## Exercise
Output the data word for word. Begin at its first line and end at the line with "makes every final".

Stored data:
********

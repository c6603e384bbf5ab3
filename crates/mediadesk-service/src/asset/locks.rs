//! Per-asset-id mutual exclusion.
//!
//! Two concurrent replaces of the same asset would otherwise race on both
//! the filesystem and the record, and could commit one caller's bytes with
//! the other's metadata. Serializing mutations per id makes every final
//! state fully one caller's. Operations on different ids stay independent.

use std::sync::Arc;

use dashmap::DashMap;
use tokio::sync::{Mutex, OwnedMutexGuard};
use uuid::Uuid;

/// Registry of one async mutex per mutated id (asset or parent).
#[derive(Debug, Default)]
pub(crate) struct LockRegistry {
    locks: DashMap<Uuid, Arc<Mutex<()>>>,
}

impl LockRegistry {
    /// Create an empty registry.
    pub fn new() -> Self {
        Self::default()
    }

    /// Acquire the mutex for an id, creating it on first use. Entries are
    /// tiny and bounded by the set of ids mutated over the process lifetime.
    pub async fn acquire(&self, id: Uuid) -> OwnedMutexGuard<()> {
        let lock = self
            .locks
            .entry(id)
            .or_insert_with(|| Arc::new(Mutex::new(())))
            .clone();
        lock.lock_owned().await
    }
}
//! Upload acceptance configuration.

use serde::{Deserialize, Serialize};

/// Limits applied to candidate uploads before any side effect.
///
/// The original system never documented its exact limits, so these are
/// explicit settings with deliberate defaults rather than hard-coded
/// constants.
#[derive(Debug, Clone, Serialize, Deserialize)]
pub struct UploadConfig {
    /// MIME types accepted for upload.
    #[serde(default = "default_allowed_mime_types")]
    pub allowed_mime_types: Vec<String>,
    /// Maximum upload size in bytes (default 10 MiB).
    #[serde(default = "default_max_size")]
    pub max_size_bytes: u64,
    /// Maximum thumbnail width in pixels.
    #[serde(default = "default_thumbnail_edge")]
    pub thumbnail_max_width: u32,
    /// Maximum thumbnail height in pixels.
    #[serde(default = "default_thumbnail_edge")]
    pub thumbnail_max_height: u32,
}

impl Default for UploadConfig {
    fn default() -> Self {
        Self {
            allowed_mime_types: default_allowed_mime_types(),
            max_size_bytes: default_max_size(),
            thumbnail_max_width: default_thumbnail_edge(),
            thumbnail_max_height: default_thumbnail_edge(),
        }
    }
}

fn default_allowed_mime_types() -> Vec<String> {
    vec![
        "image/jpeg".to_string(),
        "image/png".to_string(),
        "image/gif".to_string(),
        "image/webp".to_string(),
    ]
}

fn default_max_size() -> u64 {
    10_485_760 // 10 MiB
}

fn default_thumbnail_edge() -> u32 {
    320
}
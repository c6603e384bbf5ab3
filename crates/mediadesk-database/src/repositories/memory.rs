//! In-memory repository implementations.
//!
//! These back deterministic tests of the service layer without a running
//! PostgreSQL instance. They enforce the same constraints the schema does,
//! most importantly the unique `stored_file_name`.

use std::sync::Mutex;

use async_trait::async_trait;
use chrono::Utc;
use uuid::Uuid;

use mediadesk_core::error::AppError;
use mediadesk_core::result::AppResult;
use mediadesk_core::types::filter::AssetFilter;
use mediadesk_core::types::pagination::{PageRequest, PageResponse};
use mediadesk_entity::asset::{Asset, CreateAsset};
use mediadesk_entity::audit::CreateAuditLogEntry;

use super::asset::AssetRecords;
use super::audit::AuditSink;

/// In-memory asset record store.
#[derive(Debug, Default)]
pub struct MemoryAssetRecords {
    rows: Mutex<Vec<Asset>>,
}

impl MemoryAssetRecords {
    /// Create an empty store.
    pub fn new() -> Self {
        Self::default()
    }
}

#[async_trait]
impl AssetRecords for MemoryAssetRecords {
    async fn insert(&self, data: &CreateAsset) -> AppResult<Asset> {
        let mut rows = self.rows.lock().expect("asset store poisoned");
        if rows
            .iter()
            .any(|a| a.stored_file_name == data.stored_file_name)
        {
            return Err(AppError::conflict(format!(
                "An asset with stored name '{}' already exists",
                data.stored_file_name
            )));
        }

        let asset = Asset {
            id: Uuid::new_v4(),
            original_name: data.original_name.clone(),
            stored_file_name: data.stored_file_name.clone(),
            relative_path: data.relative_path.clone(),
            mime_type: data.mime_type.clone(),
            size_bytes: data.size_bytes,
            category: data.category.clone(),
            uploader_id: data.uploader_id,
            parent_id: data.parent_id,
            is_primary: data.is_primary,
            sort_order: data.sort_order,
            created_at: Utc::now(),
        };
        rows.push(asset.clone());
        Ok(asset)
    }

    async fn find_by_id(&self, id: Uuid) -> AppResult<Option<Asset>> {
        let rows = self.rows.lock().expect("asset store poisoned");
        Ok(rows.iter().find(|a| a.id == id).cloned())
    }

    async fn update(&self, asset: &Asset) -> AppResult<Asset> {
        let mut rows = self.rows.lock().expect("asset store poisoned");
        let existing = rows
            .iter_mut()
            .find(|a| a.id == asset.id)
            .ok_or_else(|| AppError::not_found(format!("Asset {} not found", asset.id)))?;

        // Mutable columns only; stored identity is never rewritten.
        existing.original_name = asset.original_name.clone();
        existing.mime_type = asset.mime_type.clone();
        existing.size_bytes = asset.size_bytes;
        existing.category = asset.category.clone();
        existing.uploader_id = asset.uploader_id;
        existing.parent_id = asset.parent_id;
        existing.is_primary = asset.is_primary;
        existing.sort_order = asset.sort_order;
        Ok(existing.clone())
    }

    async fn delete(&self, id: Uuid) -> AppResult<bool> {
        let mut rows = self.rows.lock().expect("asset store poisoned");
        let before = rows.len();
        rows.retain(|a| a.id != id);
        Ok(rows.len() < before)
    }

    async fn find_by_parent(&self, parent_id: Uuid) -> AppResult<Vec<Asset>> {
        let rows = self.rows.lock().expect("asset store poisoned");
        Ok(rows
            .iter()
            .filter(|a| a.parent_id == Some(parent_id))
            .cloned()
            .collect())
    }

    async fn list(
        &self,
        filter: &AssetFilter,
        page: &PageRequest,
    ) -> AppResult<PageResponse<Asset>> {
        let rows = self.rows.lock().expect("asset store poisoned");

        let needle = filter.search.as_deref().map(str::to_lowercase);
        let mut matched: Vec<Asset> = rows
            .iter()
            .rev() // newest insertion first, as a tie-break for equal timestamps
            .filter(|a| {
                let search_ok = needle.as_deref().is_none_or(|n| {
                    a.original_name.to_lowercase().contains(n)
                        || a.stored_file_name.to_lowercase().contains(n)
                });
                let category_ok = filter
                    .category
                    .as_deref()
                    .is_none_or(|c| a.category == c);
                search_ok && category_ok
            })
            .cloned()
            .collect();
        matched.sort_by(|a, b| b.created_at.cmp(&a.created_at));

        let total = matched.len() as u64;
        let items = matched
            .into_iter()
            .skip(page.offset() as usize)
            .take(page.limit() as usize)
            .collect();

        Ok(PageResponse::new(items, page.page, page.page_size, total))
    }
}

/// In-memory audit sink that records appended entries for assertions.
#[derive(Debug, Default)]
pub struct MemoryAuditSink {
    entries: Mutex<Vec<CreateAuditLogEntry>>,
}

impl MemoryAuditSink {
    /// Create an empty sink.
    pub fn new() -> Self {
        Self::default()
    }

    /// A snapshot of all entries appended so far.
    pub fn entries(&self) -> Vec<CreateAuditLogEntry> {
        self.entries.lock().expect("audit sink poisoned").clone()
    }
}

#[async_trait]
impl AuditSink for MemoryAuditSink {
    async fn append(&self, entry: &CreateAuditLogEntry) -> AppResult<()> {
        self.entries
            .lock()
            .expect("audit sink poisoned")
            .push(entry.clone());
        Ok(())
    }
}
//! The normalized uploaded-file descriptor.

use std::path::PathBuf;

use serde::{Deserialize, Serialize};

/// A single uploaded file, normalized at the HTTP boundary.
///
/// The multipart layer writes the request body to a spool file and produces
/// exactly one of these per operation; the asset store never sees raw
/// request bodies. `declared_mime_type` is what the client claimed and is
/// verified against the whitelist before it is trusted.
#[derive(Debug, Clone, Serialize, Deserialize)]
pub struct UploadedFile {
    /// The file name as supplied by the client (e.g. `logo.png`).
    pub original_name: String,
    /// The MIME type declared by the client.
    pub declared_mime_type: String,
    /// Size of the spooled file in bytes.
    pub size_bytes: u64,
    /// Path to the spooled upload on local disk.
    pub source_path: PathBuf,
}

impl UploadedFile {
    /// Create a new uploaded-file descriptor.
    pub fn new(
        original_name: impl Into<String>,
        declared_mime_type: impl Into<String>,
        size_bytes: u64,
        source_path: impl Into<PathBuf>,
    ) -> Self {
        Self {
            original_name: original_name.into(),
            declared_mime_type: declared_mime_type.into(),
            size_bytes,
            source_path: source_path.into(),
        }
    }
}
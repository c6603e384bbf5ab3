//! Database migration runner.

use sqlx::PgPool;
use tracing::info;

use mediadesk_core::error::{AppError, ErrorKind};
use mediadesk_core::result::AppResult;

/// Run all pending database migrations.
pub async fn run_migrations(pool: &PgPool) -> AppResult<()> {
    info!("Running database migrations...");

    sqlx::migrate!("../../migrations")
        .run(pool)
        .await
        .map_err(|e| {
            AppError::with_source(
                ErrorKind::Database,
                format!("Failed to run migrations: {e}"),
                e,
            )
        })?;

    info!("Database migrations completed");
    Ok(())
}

********

## Reply to the task
repository c6603e384bbf5ab3
filename crates/mediadesk-service/src/asset/locks.rs
//! Per-asset-id mutual exclusion.
//!
//! Two concurrent replaces of the same asset would otherwise race on both
//! the filesystem and the record, and could commit one caller's bytes with
//! the other's metadata. Serializing mutations per id makes every final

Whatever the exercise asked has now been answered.